Biz bu paketin tam ve demokrat sivil bir anayasa için yeterli olmadığını bilecek yaştayız. Ancak sizin bilmediğiniz ya da bilinmesini engellemek istediğiniz ise demokratikleşme süreci bir merdivendir. Siz daha ilk basamakları kırıp atıyorsunuz. Bugün sizin de ısrarla bildiğiniz ve söylediğiniz 1961 ve 1982 darbe anayasaları bu ülkenin sırtındaki en büyük kamburdur. Bizim darbeci GİK ne demiş “Darbeciler zaman aşımına uğradı”. Güldürmeyin beni. Bugün o darbelerin etkileri zaman aşımına uğramadı ise, darbelerin tüm ürünleri toplumun her kesiminde boy gösteriyorsa hatta ve hatta o darbecilerin mahsulleri bizim demokrat koltuklarımızı bile işgal etmiş ise “zaman aşımı” söz konusu olamaz.

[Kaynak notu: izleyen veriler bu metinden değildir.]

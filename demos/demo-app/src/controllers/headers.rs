use r2e::prelude::*;
use serde::Serialize;

use crate::state::AppState;

#[derive(Debug, Serialize)]
pub struct ItemsEcho {
    pub tokens: Vec<String>,
}

#[derive(Controller)]
#[controller(path = "/items", state = AppState)]
pub struct ItemsController;

#[routes]
impl ItemsController {
    /// Collects every `x-token` header value in wire order.
    #[get("/")]
    async fn list(&self, headers: HeaderMap) -> Json<ItemsEcho> {
        let tokens = headers
            .get_all("x-token")
            .iter()
            .filter_map(|v| v.to_str().ok())
            .map(str::to_string)
            .collect();
        Json(ItemsEcho { tokens })
    }
}
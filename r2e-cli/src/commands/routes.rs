use colored::Colorize;
use std::fs;
use std::path::Path;

#[derive(Debug)]
pub struct Route {
    pub method: String,
    pub path: String,
    pub handler: String,
    pub file: String,
    pub line: usize,
    pub roles: Option<String>,
}

pub fn run() -> Result<(), Box<dyn std::error::Error>> {
    let controllers_dir = Path::new("src/controllers");
    if !controllers_dir.exists() {
        return Err("src/controllers/ directory not found".into());
    }

    let mut routes = Vec::new();

    for entry in fs::read_dir(controllers_dir)? {
        let entry = entry?;
        let path = entry.path();
        if path.extension().map_or(false, |ext| ext == "rs")
            && path.file_name() != Some("mod.rs".as_ref())
        {
            parse_routes_from_file(&path, &mut routes)?;
        }
    }

    if routes.is_empty() {
        println!("{}", "No routes found.".dimmed());
        return Ok(());
    }

    routes.sort_by(|a, b| a.path.cmp(&b.path));

    println!("{}", "Declared routes:".bold());
    println!();
    println!(
        "  {:<8} {:<35} {:<25} {}",
        "METHOD".dimmed(),
        "PATH".dimmed(),
        "HANDLER".dimmed(),
        "FILE".dimmed()
    );
    println!("  {}", "-".repeat(80).dimmed());

    for route in &routes {
        let method_colored = match route.method.as_str() {
            "GET" => route.method.green(),
            "POST" => route.method.blue(),
            "PUT" => route.method.yellow(),
            "DELETE" => route.method.red(),
            "PATCH" => route.method.magenta(),
            _ => route.method.normal(),
        };

        let roles_str = route.roles.as_deref().unwrap_or("");
        let handler_str = if roles_str.is_empty() {
            route.handler.clone()
        } else {
            format!("{} [{}]", route.handler, roles_str)
        };

        println!(
            "  {:<8} {:<35} {:<25} {}:{}",
            method_colored, route.path, handler_str, route.file, route.line,
        );
    }

    println!();
    println!("  {} routes total", routes.len());

    Ok(())
}

pub fn parse_routes_from_file(
    path: &Path,
    routes: &mut Vec<Route>,
) -> Result<(), Box<dyn std::error::Error>> {
    let content = fs::read_to_string(path)?;
    let filename = path.file_name().unwrap().to_string_lossy().to_string();

    let base_path = extract_controller_path(&content).unwrap_or_default();

    let mut current_roles: Option<String> = None;

    for (line_num, line) in content.lines().enumerate() {
        let trimmed = line.trim();

        // Detect #[roles("...")]
        if trimmed.starts_with("#[roles(") {
            current_roles = extract_string_arg(trimmed, "roles");
        }

        // Detect route macros
        for method in &["get", "post", "put", "delete", "patch"] {
            let pattern = format!("#[{}(", method);
            if trimmed.starts_with(&pattern) {
                if let Some(route_path) = extract_string_arg(trimmed, method) {
                    let handler = find_next_fn_name(&content, line_num);

                    let full_path = if base_path.is_empty() {
                        route_path
                    } else if route_path == "/" {
                        base_path.clone()
                    } else {
                        format!("{}{}", base_path, route_path)
                    };

                    routes.push(Route {
                        method: method.to_uppercase(),
                        path: full_path,
                        handler: handler.unwrap_or_else(|| "?".to_string()),
                        file: filename.clone(),
                        line: line_num + 1,
                        roles: current_roles.take(),
                    });
                }
            }
        }

        // Reset roles if we hit a line that's not a macro attribute
        if !trimmed.starts_with('#') && !trimmed.is_empty() {
            current_roles = None;
        }
    }

    Ok(())
}

pub fn extract_controller_path(content: &str) -> Option<String> {
    for line in content.lines() {
        let trimmed = line.trim();
        if trimmed.contains("controller(") && trimmed.contains("path") {
            if let Some(start) = trimmed.find("path") {
                let rest = &trimmed[start..];
                if let Some(quote_start) = rest.find('"') {
                    let after_quote = &rest[quote_start + 1..];
                    if let Some(quote_end) = after_quote.find('"') {
                        return Some(after_quote[..quote_end].to_string());
                    }
                }
            }
        }
    }
    None
}

pub fn extract_string_arg(line: &str, attr_name: &str) -> Option<String> {
    let pattern = format!("#[{}(", attr_name);
    if let Some(start) = line.find(&pattern) {
        let rest = &line[start + pattern.len()..];
        if let Some(quote_start) = rest.find('"') {
            let after_quote = &rest[quote_start + 1..];
            if let Some(quote_end) = after_quote.find('"') {
                return Some(after_quote[..quote_end].to_string());
            }
        }
    }
    None
}

pub fn find_next_fn_name(content: &str, from_line: usize) -> Option<String> {
    for line in content.lines().skip(from_line + 1).take(5) {
        let trimmed = line.trim();
        if trimmed.contains("fn ") {
            let fn_start = trimmed.find("fn ").map(|i| i + 3)?;
            let rest = &trimmed[fn_start..];
            let fn_end = rest.find('(').unwrap_or(rest.len());
            return Some(rest[..fn_end].to_string());
        }
    }
    None
}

Siz gerekli yasal düzenlemeleri yaparsınız, darbecileri yargılarsınız, cezasını kesersiniz; sonra da dersiniz ki “zaman aşımına uğradığından cezayı infaz etmiyoruz”. Böylece hem memleketin şerefini kurtarırsınız hem de bundan sonra darbe yapmak isteyenlere sonlarını gösterirsiniz. Hatta daha da öteye gidersiniz; tüm görevi eğitim ve öğretimden ibaret olması gereken “Aydın” etiketli insanların “Ordu göreve” pankartı taşımaları halinde darbecilerle birlikte yargılanmasını sağlarsınız. Bunun yolu da darbecilere yargı yolunu açmaktır. “Evet” demektir.

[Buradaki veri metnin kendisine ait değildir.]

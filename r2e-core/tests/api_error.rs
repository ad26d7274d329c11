use axum::http::StatusCode;
use axum::response::IntoResponse;
use http_body_util::BodyExt;
use r2e_core::prelude::*;

async fn error_parts(err: impl IntoResponse) -> (StatusCode, serde_json::Value) {
    let resp = err.into_response();
    let status = resp.status();
    let body = resp.into_body().collect().await.unwrap().to_bytes();
    let json: serde_json::Value = serde_json::from_slice(&body).unwrap();
    (status, json)
}

// ── Basic: explicit message with {0} interpolation ──────────────────────

#[derive(Debug, ApiError)]
pub enum SimpleError {
    #[error(status = NOT_FOUND, message = "User not found: {0}")]
    NotFound(String),
}

#[tokio::test]
async fn explicit_message_with_interpolation() {
    let err = SimpleError::NotFound("alice".into());
    assert_eq!(err.to_string(), "User not found: alice");

    let (status, body) = error_parts(err).await;
    assert_eq!(status, StatusCode::NOT_FOUND);
    assert_eq!(body["type"], "not-found");
    assert_eq!(body["detail"], "User not found: alice");
}

// ── No-message String field → uses field value ──────────────────────────

#[derive(Debug, ApiError)]
pub enum InferredError {
    #[error(status = BAD_REQUEST)]
    Validation(String),
}

#[tokio::test]
async fn no_message_string_field_uses_value() {
    let err = InferredError::Validation("name is required".into());
    assert_eq!(err.to_string(), "name is required");

    let (status, body) = error_parts(err).await;
    assert_eq!(status, StatusCode::BAD_REQUEST);
    assert_eq!(body["type"], "validation");
    assert_eq!(body["detail"], "name is required");
}

// ── Unit variant → humanized name ───────────────────────────────────────

#[derive(Debug, ApiError)]
pub enum UnitError {
    #[error(status = CONFLICT)]
    AlreadyExists,
}

#[tokio::test]
async fn unit_variant_humanized_name() {
    let err = UnitError::AlreadyExists;
    assert_eq!(err.to_string(), "Already exists");

    let (status, body) = error_parts(err).await;
    assert_eq!(status, StatusCode::CONFLICT);
    assert_eq!(body["type"], "already-exists");
    assert_eq!(body["detail"], "Already exists");
}

// ── #[from] → From impl + source() ─────────────────────────────────────

#[derive(Debug, ApiError)]
pub enum FromError {
    #[error(status = INTERNAL_SERVER_ERROR, message = "IO error")]
    Io(#[from] std::io::Error),
}

#[test]
fn from_impl_works() {
    let io_err = std::io::Error::new(std::io::ErrorKind::NotFound, "file missing");
    let err: FromError = io_err.into();
    match &err {
        FromError::Io(_) => {}
    }
    assert_eq!(err.to_string(), "IO error");

    // source() returns the inner error
    let source = std::error::Error::source(&err).unwrap();
    assert!(source.to_string().contains("file missing"));
}

#[tokio::test]
async fn from_variant_response() {
    let io_err = std::io::Error::new(std::io::ErrorKind::Other, "disk full");
    let err: FromError = io_err.into();
    let (status, body) = error_parts(err).await;
    assert_eq!(status, StatusCode::INTERNAL_SERVER_ERROR);
    assert_eq!(body["detail"], "IO error");
}

// ── #[from] without explicit message → uses source.to_string() ─────────

#[derive(Debug, ApiError)]
pub enum FromInferError {
    #[error(status = INTERNAL_SERVER_ERROR)]
    Io(#[from] std::io::Error),
}

#[tokio::test]
async fn from_inferred_message_uses_source() {
    let io_err = std::io::Error::new(std::io::ErrorKind::Other, "disk full");
    let err: FromInferError = io_err.into();
    assert_eq!(err.to_string(), "disk full");

    let (status, body) = error_parts(err).await;
    assert_eq!(status, StatusCode::INTERNAL_SERVER_ERROR);
    assert_eq!(body["detail"], "disk full");
}

// ── #[error(transparent)] → delegates to inner IntoResponse ─────────────

#[derive(Debug, ApiError)]
pub enum TransparentError {
    #[error(transparent)]
    Inner(#[from] HttpError),
}

#[tokio::test]
async fn transparent_delegates_into_response() {
    let inner = HttpError::Forbidden("no access".into());
    let err: TransparentError = inner.into();

    let (status, body) = error_parts(err).await;
    assert_eq!(status, StatusCode::FORBIDDEN);
    assert_eq!(body["detail"], "no access");
}

#[test]
fn transparent_display_delegates() {
    let inner = HttpError::NotFound("gone".into());
    let err: TransparentError = inner.into();
    assert_eq!(err.to_string(), "Not found: gone");
}

// ── Numeric status code ─────────────────────────────────────────────────

#[derive(Debug, ApiError)]
pub enum NumericStatusError {
    #[error(status = 429, message = "Too many requests")]
    RateLimited,
}

#[tokio::test]
async fn numeric_status_code() {
    let err = NumericStatusError::RateLimited;
    let (status, body) = error_parts(err).await;
    assert_eq!(status, StatusCode::TOO_MANY_REQUESTS);
    assert_eq!(body["detail"], "Too many requests");
}

// ── Named fields with {field} interpolation ─────────────────────────────

#[derive(Debug, ApiError)]
pub enum NamedFieldsError {
    #[error(status = BAD_REQUEST, message = "Field {field} is invalid: {reason}")]
    InvalidField { field: String, reason: String },
}

#[tokio::test]
async fn named_field_interpolation() {
    let err = NamedFieldsError::InvalidField {
        field: "email".into(),
        reason: "must contain @".into(),
    };
    assert_eq!(err.to_string(), "Field email is invalid: must contain @");

    let (status, body) = error_parts(err).await;
    assert_eq!(status, StatusCode::BAD_REQUEST);
    assert_eq!(body["detail"], "Field email is invalid: must contain @");
}

// ── Mixed enum: all variant kinds together ──────────────────────────────

#[derive(Debug, ApiError)]
pub enum MixedError {
    #[error(status = NOT_FOUND, message = "Resource {0} not found")]
    NotFound(String),

    #[error(status = INTERNAL_SERVER_ERROR)]
    Io(#[from] std::io::Error),

    #[error(status = BAD_REQUEST)]
    Validation(String),

    #[error(status = CONFLICT)]
    AlreadyExists,
}

#[tokio::test]
async fn mixed_enum_variants() {
    // Explicit message
    let (s, b) = error_parts(MixedError::NotFound("item-42".into())).await;
    assert_eq!(s, StatusCode::NOT_FOUND);
    assert_eq!(b["detail"], "Resource item-42 not found");

    // From impl
    let io_err = std::io::Error::new(std::io::ErrorKind::Other, "broken pipe");
    let err: MixedError = io_err.into();
    let (s, b) = error_parts(err).await;
    assert_eq!(s, StatusCode::INTERNAL_SERVER_ERROR);
    assert_eq!(b["detail"], "broken pipe");

    // Inferred string
    let (s, b) = error_parts(MixedError::Validation("bad input".into())).await;
    assert_eq!(s, StatusCode::BAD_REQUEST);
    assert_eq!(b["detail"], "bad input");

    // Unit
    let (s, b) = error_parts(MixedError::AlreadyExists).await;
    assert_eq!(s, StatusCode::CONFLICT);
    assert_eq!(b["type"], "already-exists");
}

// ── Error::source() returns None for non-from variants ──────────────────

#[test]
fn source_none_for_non_from_variants() {
    let err = MixedError::NotFound("x".into());
    assert!(std::error::Error::source(&err).is_none());

    let err = MixedError::Validation("y".into());
    assert!(std::error::Error::source(&err).is_none());

    let err = MixedError::AlreadyExists;
    assert!(std::error::Error::source(&err).is_none());
}

#[test]
fn source_some_for_from_variant() {
    let io_err = std::io::Error::new(std::io::ErrorKind::Other, "test");
    let err: MixedError = io_err.into();
    assert!(std::error::Error::source(&err).is_some());
}
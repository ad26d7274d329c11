//! # r2e-cli
//!
//! Command-line tool for scaffolding and managing R2E projects.
//!
//! This crate provides the `r2e` binary with the following commands:
//!
//! | Command | Description |
//! |---------|-------------|
//! | `r2e new <name>` | Create a new R2E project with optional features |
//! | `r2e generate` | Generate controllers, services, CRUD, middleware |
//! | `r2e add <ext>` | Add an R2E extension to Cargo.toml |
//! | `r2e dev` | Start development server with hot-reload |
//! | `r2e doctor` | Run project health diagnostics |
//! | `r2e routes` | List all declared routes from source |
//!
//! ## Architecture
//!
//! The CLI is organized into command modules under [`commands`]:
//!
//! - [`commands::new_project`] — project scaffolding (`r2e new`)
//! - [`commands::generate`] — code generation (`r2e generate`)
//! - [`commands::add`] — extension management (`r2e add`)
//! - [`commands::dev`] — development server (`r2e dev`)
//! - [`commands::doctor`] — project diagnostics (`r2e doctor`)
//! - [`commands::routes`] — route listing (`r2e routes`)
//! - [`commands::templates`] — shared template helpers and code templates

pub mod commands;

“Referandum halkın sırtında kamburdur” diyorsunuz. Bu ülkenin tek bir kamburu vardır. O da antidemokratik uygulamalardır. Bu uygulamaların yapılmasına çanak tutan vesayet rejimidir. Darbeci düşünerek, demokratım diyenlerdir. Koltuğunun hakkını vermeyenlerdir. YÖK konusu tek başına bir Anayasa maddesi ile düzenlenemeyecek kadar derin bir konudur. YÖK’ün eğitim ve öğretimde “YÖK”leri oynadığı ancak “YÖK”çülerin ellerinde pankartlar darbecileri çağırdıkları bir ülkede açıkça görülüyor ki ilk yapılması gereken bu şer odaklarının bel bağladığı darbe ve darbecileri hakim karşısına çıkarmaktır. Ben sadece bu madde için bile olsa EVET demenin demokratlığın gereği olduğu kanaatindeyim. Bu AK Parti’nin anayasası değildir. Bu bizim yasamızdır.
Tek bir açıklamanıza katılıyorum “Demokrat Parti sözcülerinin çeşitli vesilelerle ifade ettiği gibi, Türkiye’nin geniş katılımlı, Parlamentoda nitelikli çoğunluğun mutabakatı ile hazırlanacak demokratik bir anayasaya ihtiyaç vardır.” Evet; böyle bir anayasaya ihtiyaç vardır. Bunu yapabilmenin yolu da bu referanduma EVET oyu vermek ve sürecin önünü açmaktır.
Sayın Cindoruk; ya bu sürecin önünü açın; ya da işgal ettiğiniz koltuğu terk edin. Zira mümin bir delikten iki kere geçmez. Biz demokratlar bu sürecin içerisindeyiz. Olmayanlar da bizim liderimiz değildir.